▶ _SOURCE DATA_
BEGIN

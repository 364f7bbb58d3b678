// scheduler-store/src/sqlite.rs
// ============================================================================
// Module: Fleet Scheduler SQLite Store
// Description: Durable compare-and-swap store backed by SQLite WAL.
// Purpose: Persist environment/deployment records with crash-safe CAS writes.
// Dependencies: scheduler-core, rusqlite, serde, serde_json, thiserror, tokio
// ============================================================================

//! ## Overview
//! This module implements [`Store`] over a single `SQLite` table keyed by a
//! caller-supplied string key, with a monotonically increasing per-key
//! version column enforcing compare-and-swap. Blocking `SQLite` calls run on
//! [`tokio::task::spawn_blocking`] so the async runtime's worker threads are
//! never blocked on file I/O. Stored values are opaque JSON blobs; callers
//! choose the value type `V`.

// ============================================================================
// SECTION: Imports
// ============================================================================

use std::marker::PhantomData;
use std::path::Path;
use std::path::PathBuf;
use std::sync::Arc;
use std::sync::Mutex;

use rusqlite::Connection;
use rusqlite::OpenFlags;
use rusqlite::OptionalExtension;
use rusqlite::params;
use scheduler_core::Store;
use scheduler_core::StoreError;
use serde::Deserialize;
use serde::Serialize;
use serde::de::DeserializeOwned;
use thiserror::Error;

// ============================================================================
// SECTION: Constants
// ============================================================================

/// `SQLite` schema version for the store.
const SCHEMA_VERSION: i64 = 1;
/// Default busy timeout (ms).
const DEFAULT_BUSY_TIMEOUT_MS: u64 = 5_000;

// ============================================================================
// SECTION: Config
// ============================================================================

/// `SQLite` journal mode configuration.
#[derive(Debug, Clone, Copy, PartialEq, Eq, Deserialize, Default)]
#[serde(rename_all = "snake_case")]
pub enum SqliteStoreMode {
    /// WAL journal mode (recommended).
    #[default]
    Wal,
    /// Delete journal mode (legacy).
    Delete,
}

impl SqliteStoreMode {
    /// Returns the `SQLite` pragma value.
    #[must_use]
    pub const fn pragma_value(self) -> &'static str {
        match self {
            Self::Wal => "wal",
            Self::Delete => "delete",
        }
    }
}

/// Configuration for the `SQLite`-backed store.
#[derive(Debug, Clone, Deserialize)]
pub struct SqliteStoreConfig {
    /// Path to the `SQLite` database file.
    pub path: PathBuf,
    /// Busy timeout in milliseconds.
    #[serde(default = "default_busy_timeout_ms")]
    pub busy_timeout_ms: u64,
    /// `SQLite` journal mode.
    #[serde(default)]
    pub journal_mode: SqliteStoreMode,
}

const fn default_busy_timeout_ms() -> u64 {
    DEFAULT_BUSY_TIMEOUT_MS
}

// ============================================================================
// SECTION: Errors
// ============================================================================

/// `SQLite` store errors, convertible into the store-contract [`StoreError`].
#[derive(Debug, Error)]
pub enum SqliteStoreError {
    /// Store I/O error.
    #[error("sqlite store io error: {0}")]
    Io(String),
    /// `SQLite` engine error.
    #[error("sqlite store db error: {0}")]
    Db(String),
    /// Stored JSON failed to (de)serialize.
    #[error("sqlite store invalid data: {0}")]
    Invalid(String),
    /// The validator rejected the current value.
    #[error("sqlite store validation failed: {0}")]
    ValidationFailed(String),
}

impl From<SqliteStoreError> for StoreError {
    fn from(error: SqliteStoreError) -> Self {
        match error {
            SqliteStoreError::Io(message) => Self::Io(message),
            SqliteStoreError::Db(message) => Self::Io(message),
            SqliteStoreError::Invalid(message) => Self::Corrupt(message),
            SqliteStoreError::ValidationFailed(message) => Self::ValidationFailed(message),
        }
    }
}

// ============================================================================
// SECTION: Store
// ============================================================================

/// `SQLite`-backed store with WAL support and per-key version CAS.
#[derive(Clone)]
pub struct SqliteStore<V> {
    /// Shared `SQLite` connection guarded by a std mutex; all access happens
    /// inside `spawn_blocking`.
    connection: Arc<Mutex<Connection>>,
    /// Marks the value type this store instance is specialized for.
    value_type: PhantomData<fn() -> V>,
}

impl<V> SqliteStore<V>
where
    V: Serialize + DeserializeOwned + Clone + Send + Sync + 'static,
{
    /// Opens a `SQLite`-backed store, creating the database file and schema
    /// if necessary.
    ///
    /// # Errors
    ///
    /// Returns [`SqliteStoreError`] when the database cannot be opened or
    /// initialized.
    pub fn open(config: SqliteStoreConfig) -> Result<Self, SqliteStoreError> {
        ensure_parent_dir(&config.path)?;
        let mut connection = open_connection(&config)?;
        initialize_schema(&mut connection)?;
        Ok(Self { connection: Arc::new(Mutex::new(connection)), value_type: PhantomData })
    }
}

impl<V> Store<V> for SqliteStore<V>
where
    V: Serialize + DeserializeOwned + Clone + Send + Sync + 'static,
{
    async fn get(&self, key: &str) -> Result<Option<V>, StoreError> {
        let connection = Arc::clone(&self.connection);
        let key = key.to_string();
        tokio::task::spawn_blocking(move || get_blocking::<V>(&connection, &key))
            .await
            .map_err(|err| StoreError::Io(err.to_string()))?
            .map_err(StoreError::from)
    }

    async fn put<F>(&self, key: &str, validate: F) -> Result<V, StoreError>
    where
        F: FnOnce(Option<V>) -> Result<V, String> + Send,
    {
        let connection = Arc::clone(&self.connection);
        let key = key.to_string();
        tokio::task::spawn_blocking(move || put_blocking(&connection, &key, validate))
            .await
            .map_err(|err| StoreError::Io(err.to_string()))?
            .map_err(StoreError::from)
    }

    async fn delete(&self, key: &str) -> Result<(), StoreError> {
        let connection = Arc::clone(&self.connection);
        let key = key.to_string();
        tokio::task::spawn_blocking(move || delete_blocking(&connection, &key))
            .await
            .map_err(|err| StoreError::Io(err.to_string()))?
            .map_err(StoreError::from)
    }

    async fn list_keys(&self) -> Result<Vec<String>, StoreError> {
        let connection = Arc::clone(&self.connection);
        tokio::task::spawn_blocking(move || list_keys_blocking(&connection))
            .await
            .map_err(|err| StoreError::Io(err.to_string()))?
            .map_err(StoreError::from)
    }
}

// ============================================================================
// SECTION: Blocking Helpers
// ============================================================================

fn get_blocking<V>(
    connection: &Mutex<Connection>,
    key: &str,
) -> Result<Option<V>, SqliteStoreError>
where
    V: DeserializeOwned,
{
    let guard = connection.lock().map_err(|_| SqliteStoreError::Db("mutex poisoned".to_string()))?;
    let bytes: Option<Vec<u8>> = guard
        .query_row("SELECT value_json FROM entries WHERE key = ?1", params![key], |row| row.get(0))
        .optional()
        .map_err(|err| SqliteStoreError::Db(err.to_string()))?;
    bytes
        .map(|bytes| serde_json::from_slice(&bytes).map_err(|err| SqliteStoreError::Invalid(err.to_string())))
        .transpose()
}

fn put_blocking<V, F>(
    connection: &Mutex<Connection>,
    key: &str,
    validate: F,
) -> Result<V, SqliteStoreError>
where
    V: Serialize + DeserializeOwned,
    F: FnOnce(Option<V>) -> Result<V, String>,
{
    let mut guard = connection.lock().map_err(|_| SqliteStoreError::Db("mutex poisoned".to_string()))?;
    let tx = guard.transaction().map_err(|err| SqliteStoreError::Db(err.to_string()))?;
    let row: Option<(Vec<u8>, i64)> = tx
        .query_row(
            "SELECT value_json, version FROM entries WHERE key = ?1",
            params![key],
            |row| Ok((row.get(0)?, row.get(1)?)),
        )
        .optional()
        .map_err(|err| SqliteStoreError::Db(err.to_string()))?;
    let (current, next_version) = match row {
        None => (None, 1_i64),
        Some((bytes, version)) => {
            let value: V = serde_json::from_slice(&bytes)
                .map_err(|err| SqliteStoreError::Invalid(err.to_string()))?;
            let next_version = version
                .checked_add(1)
                .ok_or_else(|| SqliteStoreError::Invalid("entry version overflow".to_string()))?;
            (Some(value), next_version)
        }
    };
    let next = validate(current).map_err(SqliteStoreError::ValidationFailed)?;
    let next_json =
        serde_json::to_vec(&next).map_err(|err| SqliteStoreError::Invalid(err.to_string()))?;
    tx.execute(
        "INSERT INTO entries (key, version, value_json) VALUES (?1, ?2, ?3)
         ON CONFLICT(key) DO UPDATE SET version = excluded.version, value_json = excluded.value_json",
        params![key, next_version, next_json],
    )
    .map_err(|err| SqliteStoreError::Db(err.to_string()))?;
    tx.commit().map_err(|err| SqliteStoreError::Db(err.to_string()))?;
    drop(guard);
    Ok(next)
}

fn delete_blocking(connection: &Mutex<Connection>, key: &str) -> Result<(), SqliteStoreError> {
    let guard = connection.lock().map_err(|_| SqliteStoreError::Db("mutex poisoned".to_string()))?;
    guard
        .execute("DELETE FROM entries WHERE key = ?1", params![key])
        .map_err(|err| SqliteStoreError::Db(err.to_string()))?;
    Ok(())
}

fn list_keys_blocking(connection: &Mutex<Connection>) -> Result<Vec<String>, SqliteStoreError> {
    let guard = connection.lock().map_err(|_| SqliteStoreError::Db("mutex poisoned".to_string()))?;
    let mut stmt = guard
        .prepare("SELECT key FROM entries ORDER BY key")
        .map_err(|err| SqliteStoreError::Db(err.to_string()))?;
    let keys = stmt
        .query_map(params![], |row| row.get(0))
        .map_err(|err| SqliteStoreError::Db(err.to_string()))?
        .collect::<Result<Vec<String>, _>>()
        .map_err(|err| SqliteStoreError::Db(err.to_string()))?;
    Ok(keys)
}

fn ensure_parent_dir(path: &Path) -> Result<(), SqliteStoreError> {
    let Some(parent) = path.parent() else {
        return Ok(());
    };
    if parent.as_os_str().is_empty() {
        return Ok(());
    }
    std::fs::create_dir_all(parent).map_err(|err| SqliteStoreError::Io(err.to_string()))
}

fn open_connection(config: &SqliteStoreConfig) -> Result<Connection, SqliteStoreError> {
    let flags = OpenFlags::SQLITE_OPEN_READ_WRITE
        | OpenFlags::SQLITE_OPEN_CREATE
        | OpenFlags::SQLITE_OPEN_FULL_MUTEX;
    let connection = Connection::open_with_flags(&config.path, flags)
        .map_err(|err| SqliteStoreError::Db(err.to_string()))?;
    connection
        .execute_batch(&format!("PRAGMA journal_mode = {};", config.journal_mode.pragma_value()))
        .map_err(|err| SqliteStoreError::Db(err.to_string()))?;
    connection
        .busy_timeout(std::time::Duration::from_millis(config.busy_timeout_ms))
        .map_err(|err| SqliteStoreError::Db(err.to_string()))?;
    Ok(connection)
}

fn initialize_schema(connection: &mut Connection) -> Result<(), SqliteStoreError> {
    let tx = connection.transaction().map_err(|err| SqliteStoreError::Db(err.to_string()))?;
    tx.execute_batch("CREATE TABLE IF NOT EXISTS store_meta (version INTEGER NOT NULL);")
        .map_err(|err| SqliteStoreError::Db(err.to_string()))?;
    let version: Option<i64> = tx
        .query_row("SELECT version FROM store_meta LIMIT 1", params![], |row| row.get(0))
        .optional()
        .map_err(|err| SqliteStoreError::Db(err.to_string()))?;
    match version {
        None => {
            tx.execute("INSERT INTO store_meta (version) VALUES (?1)", params![SCHEMA_VERSION])
                .map_err(|err| SqliteStoreError::Db(err.to_string()))?;
            tx.execute_batch(
                "CREATE TABLE IF NOT EXISTS entries (
                    key TEXT PRIMARY KEY,
                    version INTEGER NOT NULL,
                    value_json BLOB NOT NULL
                );",
            )
            .map_err(|err| SqliteStoreError::Db(err.to_string()))?;
        }
        Some(value) if value == SCHEMA_VERSION => {}
        Some(value) => {
            return Err(SqliteStoreError::Invalid(format!("unsupported schema version: {value}")));
        }
    }
    tx.commit().map_err(|err| SqliteStoreError::Db(err.to_string()))?;
    Ok(())
}

// ============================================================================
// SECTION: Tests
// ============================================================================

#[cfg(test)]
mod tests {
    use super::*;

    #[derive(Debug, Clone, PartialEq, Eq, Serialize, serde::Deserialize)]
    struct Counter(u32);

    fn open_temp() -> (tempfile::TempDir, SqliteStore<Counter>) {
        let dir = tempfile::tempdir().unwrap();
        let config = SqliteStoreConfig {
            path: dir.path().join("store.sqlite3"),
            busy_timeout_ms: default_busy_timeout_ms(),
            journal_mode: SqliteStoreMode::Wal,
        };
        let store = SqliteStore::open(config).unwrap();
        (dir, store)
    }

    #[tokio::test]
    async fn round_trips_a_value_through_put_and_get() {
        let (_dir, store) = open_temp();
        store.put("k", |_| Ok(Counter(1))).await.unwrap();
        assert_eq!(store.get("k").await.unwrap(), Some(Counter(1)));
    }

    #[tokio::test]
    async fn validator_sees_the_previously_written_value() {
        let (_dir, store) = open_temp();
        store.put("k", |current| Ok(Counter(current.map_or(0, |c| c.0) + 1))).await.unwrap();
        store.put("k", |current| Ok(Counter(current.map_or(0, |c| c.0) + 1))).await.unwrap();
        assert_eq!(store.get("k").await.unwrap(), Some(Counter(2)));
    }

    #[tokio::test]
    async fn validator_rejection_leaves_the_row_unchanged() {
        let (_dir, store) = open_temp();
        store.put("k", |_| Ok(Counter(1))).await.unwrap();
        let err = store.put("k", |_| Err("rejected".to_string())).await.unwrap_err();
        assert!(matches!(err, StoreError::ValidationFailed(_)));
        assert_eq!(store.get("k").await.unwrap(), Some(Counter(1)));
    }

    #[tokio::test]
    async fn reopening_the_same_path_preserves_data() {
        let dir = tempfile::tempdir().unwrap();
        let path = dir.path().join("store.sqlite3");
        {
            let store: SqliteStore<Counter> = SqliteStore::open(SqliteStoreConfig {
                path: path.clone(),
                busy_timeout_ms: default_busy_timeout_ms(),
                journal_mode: SqliteStoreMode::Wal,
            })
            .unwrap();
            store.put("k", |_| Ok(Counter(5))).await.unwrap();
        }
        let store: SqliteStore<Counter> = SqliteStore::open(SqliteStoreConfig {
            path,
            busy_timeout_ms: default_busy_timeout_ms(),
            journal_mode: SqliteStoreMode::Wal,
        })
        .unwrap();
        assert_eq!(store.get("k").await.unwrap(), Some(Counter(5)));
    }
}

END

▶ _EXERCISE_
Where does the string "SECTION" occur in the listing above? Return every line that contains it.

▶ _SOLUTION TO THIS TASK_
// SECTION: Imports
// SECTION: Constants
// SECTION: Config
// SECTION: Errors
// SECTION: Store
// SECTION: Blocking Helpers
// SECTION: Tests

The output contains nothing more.